Biopharma firms urged: “use financial crisis to boost pipelines”

by | 24th Nov 2008 | News

The global financial crisis presents biopharmaceutical companies with real opportunities to tackle some of the root causes of the industry’s underperformance over the last five years, according to a new report from the Boston Consulting Group.

The global financial crisis presents biopharmaceutical companies with real opportunities to tackle some of the root causes of the industry’s underperformance over the last five years, according to a new report from the Boston Consulting Group.

The crisis will likely affect biopharma directly to a lesser extent than other industries, given that the fundamental drivers of demand for drugs – disease prevalence, unmet medical needs and an aging population – are relatively independent of the wider economy, it says, although the current tough economic conditions will of course have an impact on society’s ability and willingness to pay for drugs.

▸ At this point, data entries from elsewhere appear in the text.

//! Typed HTTP client for the relay webhooks.

use std::fs;
use std::io;
use std::path::Path;

use reqwest::multipart::{Form, Part};
use reqwest::{Client, Response, Url};
use serde::de::DeserializeOwned;
use serde::{Deserialize, Serialize};
use serde_json::{Value, json};

use crate::core::app;
use crate::core::config::Config;
use crate::core::payment::{PaymentSession, TransactionPayload, TransactionStatus};
use crate::core::quota::User;
use crate::core::settings::PricingPlan;

use super::{RelayError, RelayResponse};

/// Absolute URL of every webhook, joined once onto the configured base.
#[derive(Debug, Clone)]
pub struct Endpoints {
    pub login: Url,
    pub register: Url,
    pub chat: Url,
    pub payment_initiate: Url,
    pub payment_status: Url,
    pub password_reset: Url,
}

impl Endpoints {
    pub fn from_base(base: &Url) -> Result<Self, RelayError> {
        let join = |path: &str| {
            base.join(path)
                .map_err(|e| RelayError::Endpoint(format!("{}: {}", path, e)))
        };
        Ok(Self {
            login: join("login")?,
            register: join("register")?,
            chat: join("chat")?,
            payment_initiate: join("payment/initiate")?,
            payment_status: join("payment/status")?,
            password_reset: join("password-reset")?,
        })
    }
}

/// File sent alongside a chat message.
#[derive(Debug, Clone, PartialEq, Eq)]
pub struct Attachment {
    pub file_name: String,
    pub mime: String,
    pub bytes: Vec<u8>,
}

impl Attachment {
    pub fn from_path(path: &Path) -> io::Result<Self> {
        let bytes = fs::read(path)?;
        let file_name = path
            .file_name()
            .map(|n| n.to_string_lossy().into_owned())
            .unwrap_or_else(|| "attachment".to_string());
        let mime = mime_for(&file_name).to_string();
        Ok(Self {
            file_name,
            mime,
            bytes,
        })
    }
}

fn mime_for(file_name: &str) -> &'static str {
    let ext = file_name
        .rsplit_once('.')
        .map(|(_, e)| e.to_ascii_lowercase())
        .unwrap_or_default();
    match ext.as_str() {
        "txt" | "md" | "log" => "text/plain",
        "csv" => "text/csv",
        "json" => "application/json",
        "sql" => "application/sql",
        "html" | "htm" => "text/html",
        "pdf" => "application/pdf",
        "png" => "image/png",
        "jpg" | "jpeg" => "image/jpeg",
        "gif" => "image/gif",
        _ => "application/octet-stream",
    }
}

/// One chat turn forwarded to the relay.
#[derive(Debug, Clone, Serialize)]
#[serde(rename_all = "camelCase")]
pub struct ChatRequest {
    pub message: String,
    pub category: String,
    pub session_id: String,
    pub user_id: String,
    pub user_email: String,
    #[serde(skip)]
    pub attachments: Vec<Attachment>,
}

/// User record as the auth webhooks return it. Missing usage fields are filled from
/// settings by the caller.
#[derive(Debug, Clone, PartialEq, Eq, Deserialize)]
#[serde(rename_all = "camelCase")]
pub struct WireUser {
    #[serde(alias = "_id", alias = "userId")]
    pub id: String,
    pub email: String,
    #[serde(default)]
    pub name: String,
    #[serde(default)]
    pub plan: Option<String>,
    #[serde(default)]
    pub messages_used: Option<u32>,
    #[serde(default)]
    pub message_limit: Option<u32>,
}

#[derive(Debug, Deserialize)]
struct AuthReply {
    #[serde(default = "default_success")]
    success: bool,
    #[serde(default)]
    message: Option<String>,
    #[serde(default)]
    user: Option<WireUser>,
}

fn default_success() -> bool {
    true
}

/// Decode a webhook body into `T`. Workflow engines often wrap a single item in an
/// array; that wrapper is removed first.
fn decode<T: DeserializeOwned>(body: &str) -> Result<T, RelayError> {
    let value: Value = serde_json::from_str(body.trim())
        .map_err(|e| RelayError::Decode(format!("{} (body: {:?})", e, body.trim())))?;
    let value = match value {
        Value::Array(mut items) if items.len() == 1 => items.remove(0),
        other => other,
    };
    serde_json::from_value(value).map_err(|e| RelayError::Decode(e.to_string()))
}

/// Client for every outbound relay call.
#[derive(Debug, Clone)]
pub struct RelayClient {
    http: Client,
    endpoints: Endpoints,
}

impl RelayClient {
    pub fn new(config: &Config) -> Result<Self, RelayError> {
        let http = Client::builder()
            .timeout(config.request_timeout)
            .user_agent(format!("{}/{}", app::NAME, app::VERSION))
            .build()?;
        Ok(Self {
            http,
            endpoints: Endpoints::from_base(&config.webhook_base)?,
        })
    }

    pub fn endpoints(&self) -> &Endpoints {
        &self.endpoints
    }

    async fn read_body(response: Response) -> Result<String, RelayError> {
        let status = response.status();
        let body = response.text().await?;
        if !status.is_success() {
            return Err(RelayError::from_status(status.as_u16(), &body));
        }
        Ok(body)
    }

    async fn post_json<T: Serialize + ?Sized>(
        &self,
        url: &Url,
        payload: &T,
    ) -> Result<String, RelayError> {
        log::debug!("POST {}", url);
        let response = self.http.post(url.clone()).json(payload).send().await?;
        Self::read_body(response).await
    }

    /// Forward a chat message. Attachments switch the request to multipart with one
    /// `files` part per attachment.
    pub async fn send_chat(&self, request: &ChatRequest) -> Result<RelayResponse, RelayError> {
        let body = if request.attachments.is_empty() {
            self.post_json(&self.endpoints.chat, request).await?
        } else {
            let mut form = Form::new()
                .text("message", request.message.clone())
                .text("category", request.category.clone())
                .text("sessionId", request.session_id.clone())
                .text("userId", request.user_id.clone())
                .text("userEmail", request.user_email.clone());
            for attachment in &request.attachments {
                let part = Part::bytes(attachment.bytes.clone())
                    .file_name(attachment.file_name.clone())
                    .mime_str(&attachment.mime)?;
                form = form.part("files", part);
            }
            log::debug!(
                "POST {} (multipart, {} file(s))",
                self.endpoints.chat,
                request.attachments.len()
            );
            let response = self
                .http
                .post(self.endpoints.chat.clone())
                .multipart(form)
                .send()
                .await?;
            Self::read_body(response).await?
        };
        Ok(RelayResponse::from_body(&body))
    }

    async fn authenticate(&self, url: &Url, payload: Value) -> Result<WireUser, RelayError> {
        let body = self.post_json(url, &payload).await?;
        let reply: AuthReply = decode(&body)?;
        if !reply.success {
            return Err(RelayError::Rejected(
                reply
                    .message
                    .unwrap_or_else(|| "Request was rejected".to_string()),
            ));
        }
        reply
            .user
            .ok_or_else(|| RelayError::Decode("reply has no user".to_string()))
    }

    pub async fn login(&self, email: &str, password: &str) -> Result<WireUser, RelayError> {
        self.authenticate(
            &self.endpoints.login,
            json!({ "email": email, "password": password }),
        )
        .await
    }

    pub async fn register(
        &self,
        name: &str,
        email: &str,
        password: &str,
    ) -> Result<WireUser, RelayError> {
        self.authenticate(
            &self.endpoints.register,
            json!({ "name": name, "email": email, "password": password }),
        )
        .await
    }

    /// Request a password reset email. Returns the relay's confirmation text.
    pub async fn reset_password(&self, email: &str) -> Result<String, RelayError> {
        let body = self
            .post_json(&self.endpoints.password_reset, &json!({ "email": email }))
            .await?;
        let reply: AuthReply = decode(&body)?;
        if !reply.success {
            return Err(RelayError::Rejected(
                reply
                    .message
                    .unwrap_or_else(|| "Password reset was rejected".to_string()),
            ));
        }
        Ok(reply
            .message
            .unwrap_or_else(|| "Check your inbox for a reset link.".to_string()))
    }

    pub async fn initiate_payment(
        &self,
        user: &User,
        plan: &PricingPlan,
    ) -> Result<PaymentSession, RelayError> {
        let payload = json!({
            "userId": user.id,
            "email": user.email,
            "planId": plan.id,
            "amount": plan.price,
        });
        let body = self
            .post_json(&self.endpoints.payment_initiate, &payload)
            .await?;
        decode(&body)
    }

    pub async fn payment_status(
        &self,
        transaction_id: &str,
    ) -> Result<(TransactionStatus, Option<String>), RelayError> {
        let body = self
            .post_json(
                &self.endpoints.payment_status,
                &json!({ "transactionId": transaction_id }),
            )
            .await?;
        let payload: TransactionPayload = decode(&body)?;
        Ok((payload.status(), payload.message))
    }
}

Moreover, compared with some other sectors, biopharma is relatively underleveraged and many of its companies have significant cash reserves. However, this does vary from company to company, and smaller specialty pharmaceutical firms, which conduct little in-house research and often have lower credit ratings that limit access to capital markets, are likely to face difficulties raising the funds they need to fuel the flow of new products on which they rely.

The credit crunch is also making things significantly harder for smaller biotechnology companies, says BCG; valuations of existing firms are depressed, and those without a listing are finding that their other funding sources and paths to commercialisation have been further restricted.

All this presents an opportunity for a new wave of mergers and acquisitions in the sector and, specifically, for strong biopharma companies to strengthen their pipelines through some relatively cost-effective licensing deals and acquisitions says BCG. In the last two years, there has been a continued fall in the volume of biopharma-biotech licensing deals (down 18% per year since the start of 2006), but the credit crunch makes the conditions for both licensing and acquisitions more favourable to well-resourced biopharma companies.

Therefore, the report advises, companies in the sector should actively search for attractive deal opportunities, whether licensing arrangements or acquisitions, and re-examine deals that might not have made sense three to nine months ago. There is also an increased opportunity for cash-rich biopharma firms to effectively fund the liquidity-starved biotech sector, for example, through internal venture capital-type funds.

BTG also suggests that biopharma firms should further use the disruption caused by the financial crisis to address its problems by:

– focusing closely on cash management, trade credit and working capital, and proactively assessing the risks faced by other companies in the supply chain;

– making significant improvements to operational efficiency including major structural moves – eg, consolidating manufacturing operations, accelerating changes to business models and decreasing fixed infrastructure – that have been put off for too long. However, it cautions that the wider economic climate may make such moves more costly, particularly in Europe, if governments begin to take policy steps to protect employment levels; and

– looking closely at the specific ways in which the financial crisis has affected industry dynamics and actions to capitalise on them. For example, in some countries the labour market for managers has changed dramatically; in the past, it has been very difficult to find experienced candidates for jobs but now, multiple candidates are available and willing to work at “more competitive” salary levels, it says.